With all of my “materials” accounted for, I got to work. I located some screws that seemed to be long enough, and I screwed through the top of the plywood into one of the rods. The rod pushed away from the plywood and left a gap between the table “leg” and the tabletop. Unfortunately, this being my first go at a woodworking project—I didn’t really understand what had gone wrong. I tried to fix the problem a couple of times, but I figured “that will be good, I’ll just do the other three like that and it will look like I meant for it to be that way.”
Of course, the other three legs did not all respond the same way, and I ended up cracking one of the legs somehow—so I had to dig around in the wood pile until I found something else that would work for the other leg. After so carefully installing the table legs, I pushed down on the table and it was very wobbly—but I thought, “that will just have to do”. I then decorated the table with some weird little aluminum discs I found in the scrap pile—I glued them on with wood glue and let them set for fifteen minutes or so.
After the table was “complete” I set it on top of my bike basket and secured it with a bungee cord and rode home. I proudly set it on the porch and said to my roommates, “ladies let’s have a beer on the porch to celebrate my new table!” We all sat around the table, and set our drinks on it and it worked fine as a table…well it worked fine as a table for a few days. Catastrophically, I went out to the porch one evening a few weeks later to find my table had collapsed from the weight of someone resting their feet on top of it. Oh well, little college table, rest in peace.

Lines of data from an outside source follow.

//! Chunk sources for CSV ingestion
//!
//! Produces the raw byte stream the ingestor consumes, either from an HTTP(S)
//! endpoint or from a local file. Transport knows nothing about CSV.

use futures::stream::{self, BoxStream, StreamExt};
use reqwest::StatusCode;
use std::path::{Path, PathBuf};
use std::time::Duration;
use tokio::fs::File;
use tokio::io::AsyncReadExt;
use tracing::{debug, info};

use crate::config::FinderConfig;
use crate::{CafeError, Result};

/// Ordered byte chunks; the first `Err` ends the stream
pub type ChunkStream = BoxStream<'static, Result<Vec<u8>>>;

/// Where a CSV payload comes from
#[derive(Debug, Clone, PartialEq, Eq)]
pub enum SheetSource {
    Url(String),
    File(PathBuf),
}

impl SheetSource {
    pub fn describe(&self) -> String {
        match self {
            SheetSource::Url(url) => url.clone(),
            SheetSource::File(path) => path.display().to_string(),
        }
    }
}

/// Opens chunk streams for sheet sources
#[derive(Debug, Clone)]
pub struct Transport {
    client: reqwest::Client,
    read_chunk_size: usize,
}

impl Transport {
    pub fn new(config: &FinderConfig) -> Result<Self> {
        let client = reqwest::Client::builder()
            .timeout(Duration::from_secs(config.request_timeout_secs))
            .build()?;

        Ok(Self {
            client,
            read_chunk_size: config.read_chunk_size,
        })
    }

    pub async fn open(&self, source: &SheetSource) -> Result<ChunkStream> {
        match source {
            SheetSource::Url(url) => self.fetch_url(url).await,
            SheetSource::File(path) => self.open_file(path).await,
        }
    }

    /// GET a URL and stream its body.
    ///
    /// Non-success status is a transport failure. A response that declares
    /// no body (204, or `Content-Length: 0`) is [`CafeError::EmptyBody`].
    pub async fn fetch_url(&self, url: &str) -> Result<ChunkStream> {
        info!("Fetching sheet from {}", url);

        let response = self
            .client
            .get(url)
            .send()
            .await
            .map_err(|e| CafeError::transport(url, e.to_string()))?;

        let status = response.status();
        if !status.is_success() {
            return Err(CafeError::http_status(url, status.as_u16()));
        }
        if status == StatusCode::NO_CONTENT || response.content_length() == Some(0) {
            return Err(CafeError::empty_body(url));
        }
        debug!(
            "Response {} with content length {:?}",
            status,
            response.content_length()
        );

        let url = url.to_string();
        let chunks = response.bytes_stream().map(move |chunk| {
            chunk
                .map(|bytes| bytes.to_vec())
                .map_err(|e| CafeError::transport(url.as_str(), e.to_string()))
        });

        Ok(chunks.boxed())
    }

    /// Stream a local file in `read_chunk_size` pieces
    pub async fn open_file(&self, path: &Path) -> Result<ChunkStream> {
        info!("Reading sheet from {}", path.display());

        let file = File::open(path).await?;
        if file.metadata().await?.len() == 0 {
            return Err(CafeError::empty_body(path.display().to_string()));
        }

        let chunks = stream::try_unfold((file, self.read_chunk_size), |(file, size)| {
            read_chunk(file, size)
        });

        Ok(chunks.boxed())
    }
}

async fn read_chunk(mut file: File, size: usize) -> Result<Option<(Vec<u8>, (File, usize))>> {
    let mut buffer = vec![0u8; size];
    let read = file.read(&mut buffer).await?;
    if read == 0 {
        return Ok(None);
    }
    buffer.truncate(read);
    Ok(Some((buffer, (file, size))))
}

That being said, I learned through this process that I was in no way a craftsman and building a lasting beautiful piece takes a lot more than having materials and tools. Sure, I spent zero dollars and built this table from little scraps (this was the plus side), but it obviously lacked quality and care. The secret to good craftsmanship is a deep understanding of your materials and how they respond to you. Knowing how your tool will affect the wood or the metal—manipulating it to do just what you want it to in order to achieve the look you are after. The process for high-quality craftsmanship pairs know how with instinctive creativity.
Many people think like I thought when I built that table, we think, “oh, I can do that, and it will be a lot cheaper if I do it myself.” But when applied to other professions the theory doesn’t stand. For instance, would you do your own knee replacement surgery instead of hiring a professional because it would be cheaper to do it yourself? You could just mold a new knee out of modeling clay, cut your leg open, pull the old knee out and slap the knew knee in, sew it up and you’re good?
Brian always says, “People remember quality a lot longer than they remember price.” I have seen this truism played out over and over again, producing a quality product for people to enjoy for years to come. Support your local craftsman! Choose quality!